Task instructions: Go through the entries below and pick out every line with "ErrorKind".

Records for this task:
==*==
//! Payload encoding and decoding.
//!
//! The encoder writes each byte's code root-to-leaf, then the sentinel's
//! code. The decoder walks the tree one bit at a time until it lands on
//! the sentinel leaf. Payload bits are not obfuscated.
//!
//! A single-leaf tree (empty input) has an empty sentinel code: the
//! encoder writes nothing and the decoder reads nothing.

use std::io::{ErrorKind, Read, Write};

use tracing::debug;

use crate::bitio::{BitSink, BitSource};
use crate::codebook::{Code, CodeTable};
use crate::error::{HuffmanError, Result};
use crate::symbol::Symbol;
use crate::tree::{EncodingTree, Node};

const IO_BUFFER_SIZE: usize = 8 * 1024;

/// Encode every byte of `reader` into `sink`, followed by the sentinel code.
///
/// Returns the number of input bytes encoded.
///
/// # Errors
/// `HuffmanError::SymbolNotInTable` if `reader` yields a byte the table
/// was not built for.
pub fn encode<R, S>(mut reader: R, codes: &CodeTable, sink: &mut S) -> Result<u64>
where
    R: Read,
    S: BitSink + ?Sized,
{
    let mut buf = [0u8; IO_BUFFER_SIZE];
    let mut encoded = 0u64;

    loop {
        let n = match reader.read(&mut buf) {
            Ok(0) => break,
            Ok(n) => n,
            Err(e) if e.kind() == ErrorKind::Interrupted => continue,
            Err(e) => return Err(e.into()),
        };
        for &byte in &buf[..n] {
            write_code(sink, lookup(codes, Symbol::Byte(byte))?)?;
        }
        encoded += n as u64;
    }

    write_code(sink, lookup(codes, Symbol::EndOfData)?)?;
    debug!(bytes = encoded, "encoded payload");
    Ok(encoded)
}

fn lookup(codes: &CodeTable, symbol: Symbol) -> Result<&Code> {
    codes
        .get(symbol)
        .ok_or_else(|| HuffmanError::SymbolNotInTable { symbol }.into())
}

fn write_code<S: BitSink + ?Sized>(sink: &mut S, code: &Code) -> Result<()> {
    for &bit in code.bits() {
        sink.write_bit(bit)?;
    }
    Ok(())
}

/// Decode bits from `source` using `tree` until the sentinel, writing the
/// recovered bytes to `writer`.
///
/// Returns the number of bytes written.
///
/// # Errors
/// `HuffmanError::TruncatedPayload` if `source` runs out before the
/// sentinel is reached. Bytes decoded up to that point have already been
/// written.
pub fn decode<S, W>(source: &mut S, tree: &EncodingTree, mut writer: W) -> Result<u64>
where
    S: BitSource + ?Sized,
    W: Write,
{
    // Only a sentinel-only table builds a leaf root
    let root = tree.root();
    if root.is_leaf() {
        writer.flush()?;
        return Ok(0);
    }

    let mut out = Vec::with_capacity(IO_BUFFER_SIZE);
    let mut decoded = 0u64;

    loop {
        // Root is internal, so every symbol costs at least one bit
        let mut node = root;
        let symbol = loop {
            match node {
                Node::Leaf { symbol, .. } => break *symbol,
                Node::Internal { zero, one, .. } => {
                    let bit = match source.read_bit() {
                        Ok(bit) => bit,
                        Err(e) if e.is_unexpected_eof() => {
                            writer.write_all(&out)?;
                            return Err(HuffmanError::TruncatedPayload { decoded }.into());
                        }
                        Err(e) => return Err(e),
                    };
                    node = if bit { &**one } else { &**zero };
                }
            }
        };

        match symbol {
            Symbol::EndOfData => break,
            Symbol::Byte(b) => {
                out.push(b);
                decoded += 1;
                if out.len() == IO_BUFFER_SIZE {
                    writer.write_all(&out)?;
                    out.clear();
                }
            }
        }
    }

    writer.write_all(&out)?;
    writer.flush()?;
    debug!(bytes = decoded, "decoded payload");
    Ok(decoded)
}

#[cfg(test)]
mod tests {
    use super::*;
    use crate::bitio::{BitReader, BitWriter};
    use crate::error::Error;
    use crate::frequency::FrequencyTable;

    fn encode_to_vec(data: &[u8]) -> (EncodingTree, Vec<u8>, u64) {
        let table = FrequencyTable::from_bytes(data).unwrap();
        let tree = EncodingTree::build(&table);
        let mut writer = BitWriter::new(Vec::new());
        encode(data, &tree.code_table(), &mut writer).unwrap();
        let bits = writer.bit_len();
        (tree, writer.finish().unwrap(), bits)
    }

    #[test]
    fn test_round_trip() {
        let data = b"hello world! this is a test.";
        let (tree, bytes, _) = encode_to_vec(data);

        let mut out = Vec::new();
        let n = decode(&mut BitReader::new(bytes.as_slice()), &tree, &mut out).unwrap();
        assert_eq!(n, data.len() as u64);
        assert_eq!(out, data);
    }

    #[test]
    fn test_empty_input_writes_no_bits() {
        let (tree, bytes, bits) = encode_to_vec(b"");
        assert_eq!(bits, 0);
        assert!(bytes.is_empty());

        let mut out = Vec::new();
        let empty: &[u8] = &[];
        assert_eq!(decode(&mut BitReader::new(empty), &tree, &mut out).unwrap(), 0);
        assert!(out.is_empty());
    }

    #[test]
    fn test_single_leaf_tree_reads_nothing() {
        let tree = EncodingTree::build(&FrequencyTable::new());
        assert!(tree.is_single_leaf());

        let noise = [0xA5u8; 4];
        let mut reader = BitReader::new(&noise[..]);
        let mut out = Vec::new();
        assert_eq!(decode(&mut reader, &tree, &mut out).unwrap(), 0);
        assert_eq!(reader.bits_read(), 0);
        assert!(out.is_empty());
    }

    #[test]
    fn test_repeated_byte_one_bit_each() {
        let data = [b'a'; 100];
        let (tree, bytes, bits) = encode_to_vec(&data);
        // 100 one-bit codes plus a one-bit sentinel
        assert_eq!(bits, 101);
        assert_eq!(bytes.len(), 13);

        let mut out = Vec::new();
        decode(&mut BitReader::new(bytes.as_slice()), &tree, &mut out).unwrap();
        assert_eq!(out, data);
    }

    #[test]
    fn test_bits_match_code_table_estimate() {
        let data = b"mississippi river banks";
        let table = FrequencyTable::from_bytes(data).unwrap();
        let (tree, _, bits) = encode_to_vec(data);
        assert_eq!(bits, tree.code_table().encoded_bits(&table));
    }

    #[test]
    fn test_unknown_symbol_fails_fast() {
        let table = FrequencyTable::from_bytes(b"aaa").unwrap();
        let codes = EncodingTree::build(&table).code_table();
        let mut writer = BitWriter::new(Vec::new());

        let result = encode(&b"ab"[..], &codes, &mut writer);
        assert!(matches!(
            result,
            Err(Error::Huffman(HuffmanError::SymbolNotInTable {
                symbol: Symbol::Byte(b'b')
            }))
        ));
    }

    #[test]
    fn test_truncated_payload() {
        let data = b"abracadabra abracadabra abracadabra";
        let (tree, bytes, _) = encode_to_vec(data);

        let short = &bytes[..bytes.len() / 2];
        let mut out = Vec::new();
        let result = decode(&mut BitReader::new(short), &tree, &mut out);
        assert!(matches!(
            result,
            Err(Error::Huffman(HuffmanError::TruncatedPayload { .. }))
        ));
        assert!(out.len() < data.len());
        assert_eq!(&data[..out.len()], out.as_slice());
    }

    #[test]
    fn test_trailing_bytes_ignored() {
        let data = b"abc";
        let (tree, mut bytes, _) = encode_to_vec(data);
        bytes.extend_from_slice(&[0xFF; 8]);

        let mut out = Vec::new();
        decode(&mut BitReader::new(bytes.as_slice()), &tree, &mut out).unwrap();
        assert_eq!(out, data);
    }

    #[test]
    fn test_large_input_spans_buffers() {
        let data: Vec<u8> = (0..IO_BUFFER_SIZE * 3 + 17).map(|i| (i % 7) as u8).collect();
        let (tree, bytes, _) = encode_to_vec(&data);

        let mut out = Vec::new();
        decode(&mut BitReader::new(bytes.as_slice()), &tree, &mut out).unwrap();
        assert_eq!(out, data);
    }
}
==*==
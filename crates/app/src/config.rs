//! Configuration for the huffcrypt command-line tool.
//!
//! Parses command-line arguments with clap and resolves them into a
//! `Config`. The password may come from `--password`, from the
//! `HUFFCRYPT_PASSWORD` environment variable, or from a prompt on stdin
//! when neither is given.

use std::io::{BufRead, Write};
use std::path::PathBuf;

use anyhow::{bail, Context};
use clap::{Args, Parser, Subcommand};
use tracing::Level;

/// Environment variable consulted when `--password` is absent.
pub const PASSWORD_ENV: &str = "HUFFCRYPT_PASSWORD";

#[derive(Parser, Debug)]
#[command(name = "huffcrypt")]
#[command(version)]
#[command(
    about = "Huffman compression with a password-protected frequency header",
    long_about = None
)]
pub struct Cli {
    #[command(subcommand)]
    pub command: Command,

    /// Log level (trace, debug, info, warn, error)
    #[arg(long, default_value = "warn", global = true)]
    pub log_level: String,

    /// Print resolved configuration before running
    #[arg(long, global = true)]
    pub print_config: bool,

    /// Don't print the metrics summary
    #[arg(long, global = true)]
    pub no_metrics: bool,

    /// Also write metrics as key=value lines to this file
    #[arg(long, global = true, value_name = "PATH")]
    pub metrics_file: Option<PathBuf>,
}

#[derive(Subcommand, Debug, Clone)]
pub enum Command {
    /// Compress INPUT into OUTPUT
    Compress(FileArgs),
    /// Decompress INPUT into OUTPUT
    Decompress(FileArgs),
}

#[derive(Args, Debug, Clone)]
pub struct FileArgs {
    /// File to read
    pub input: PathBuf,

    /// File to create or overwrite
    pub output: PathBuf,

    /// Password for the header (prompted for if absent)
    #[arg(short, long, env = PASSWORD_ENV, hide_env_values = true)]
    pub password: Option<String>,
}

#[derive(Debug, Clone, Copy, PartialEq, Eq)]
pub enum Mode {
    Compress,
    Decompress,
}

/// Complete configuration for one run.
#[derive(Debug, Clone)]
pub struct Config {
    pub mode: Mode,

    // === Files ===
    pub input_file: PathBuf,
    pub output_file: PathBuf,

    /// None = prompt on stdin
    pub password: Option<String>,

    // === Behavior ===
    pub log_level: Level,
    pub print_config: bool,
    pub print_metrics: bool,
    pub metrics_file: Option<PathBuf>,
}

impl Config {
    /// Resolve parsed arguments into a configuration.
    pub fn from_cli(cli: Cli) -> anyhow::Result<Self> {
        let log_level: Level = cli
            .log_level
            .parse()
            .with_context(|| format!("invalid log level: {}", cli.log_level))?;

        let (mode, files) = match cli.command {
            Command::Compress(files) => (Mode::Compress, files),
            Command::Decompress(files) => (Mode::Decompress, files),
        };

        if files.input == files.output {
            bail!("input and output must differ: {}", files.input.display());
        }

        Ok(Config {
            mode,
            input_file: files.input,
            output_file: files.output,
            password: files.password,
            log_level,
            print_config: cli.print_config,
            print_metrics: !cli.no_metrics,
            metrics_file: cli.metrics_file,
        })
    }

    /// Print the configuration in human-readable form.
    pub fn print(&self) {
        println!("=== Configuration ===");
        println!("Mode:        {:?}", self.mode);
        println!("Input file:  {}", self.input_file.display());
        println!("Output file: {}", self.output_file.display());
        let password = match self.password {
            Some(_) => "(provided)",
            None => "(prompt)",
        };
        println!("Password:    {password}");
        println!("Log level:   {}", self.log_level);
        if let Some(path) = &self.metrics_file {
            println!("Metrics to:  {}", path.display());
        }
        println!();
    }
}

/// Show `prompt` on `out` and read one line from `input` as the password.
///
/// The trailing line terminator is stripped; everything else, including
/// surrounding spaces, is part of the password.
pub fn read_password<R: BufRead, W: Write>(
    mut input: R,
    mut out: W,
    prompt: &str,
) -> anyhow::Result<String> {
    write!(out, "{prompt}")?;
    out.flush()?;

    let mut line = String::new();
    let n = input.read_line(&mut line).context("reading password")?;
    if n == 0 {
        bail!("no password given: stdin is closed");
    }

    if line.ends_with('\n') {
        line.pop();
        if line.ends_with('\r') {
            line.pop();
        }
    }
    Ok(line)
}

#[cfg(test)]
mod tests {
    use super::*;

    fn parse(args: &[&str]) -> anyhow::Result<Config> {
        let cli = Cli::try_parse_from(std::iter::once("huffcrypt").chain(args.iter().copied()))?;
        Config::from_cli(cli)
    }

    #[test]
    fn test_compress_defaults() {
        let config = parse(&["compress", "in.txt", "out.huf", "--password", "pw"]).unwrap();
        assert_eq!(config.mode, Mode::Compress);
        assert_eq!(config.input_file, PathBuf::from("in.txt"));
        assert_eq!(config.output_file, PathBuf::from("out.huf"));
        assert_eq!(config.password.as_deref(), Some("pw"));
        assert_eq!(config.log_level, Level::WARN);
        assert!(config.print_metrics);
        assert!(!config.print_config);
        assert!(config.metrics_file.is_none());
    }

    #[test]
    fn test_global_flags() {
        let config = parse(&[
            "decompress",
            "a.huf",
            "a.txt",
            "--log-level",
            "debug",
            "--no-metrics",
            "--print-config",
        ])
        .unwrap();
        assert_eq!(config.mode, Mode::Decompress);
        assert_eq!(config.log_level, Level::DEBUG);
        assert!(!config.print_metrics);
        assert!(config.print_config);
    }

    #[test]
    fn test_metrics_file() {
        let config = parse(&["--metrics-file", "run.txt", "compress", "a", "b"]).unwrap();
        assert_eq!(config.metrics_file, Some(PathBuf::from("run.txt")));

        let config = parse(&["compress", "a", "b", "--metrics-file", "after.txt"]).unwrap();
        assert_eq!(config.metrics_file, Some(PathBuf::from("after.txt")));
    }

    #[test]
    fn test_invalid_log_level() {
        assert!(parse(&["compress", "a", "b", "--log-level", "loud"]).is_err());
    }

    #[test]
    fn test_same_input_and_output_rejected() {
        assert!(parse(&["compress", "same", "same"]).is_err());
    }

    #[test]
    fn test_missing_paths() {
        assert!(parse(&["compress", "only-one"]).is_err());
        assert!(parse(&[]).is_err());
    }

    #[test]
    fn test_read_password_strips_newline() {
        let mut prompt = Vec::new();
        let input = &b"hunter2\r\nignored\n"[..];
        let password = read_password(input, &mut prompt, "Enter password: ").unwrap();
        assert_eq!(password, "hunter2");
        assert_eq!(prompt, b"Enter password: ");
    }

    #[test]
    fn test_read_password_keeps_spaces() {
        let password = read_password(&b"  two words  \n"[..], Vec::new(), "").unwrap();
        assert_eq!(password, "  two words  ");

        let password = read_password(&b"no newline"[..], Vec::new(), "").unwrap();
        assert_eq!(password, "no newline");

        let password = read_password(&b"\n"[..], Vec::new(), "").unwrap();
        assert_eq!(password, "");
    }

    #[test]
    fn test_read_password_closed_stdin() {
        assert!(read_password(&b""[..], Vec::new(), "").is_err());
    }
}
==*==
Task output:
use std::io::{ErrorKind, Read, Write};
            Err(e) if e.kind() == ErrorKind::Interrupted => continue,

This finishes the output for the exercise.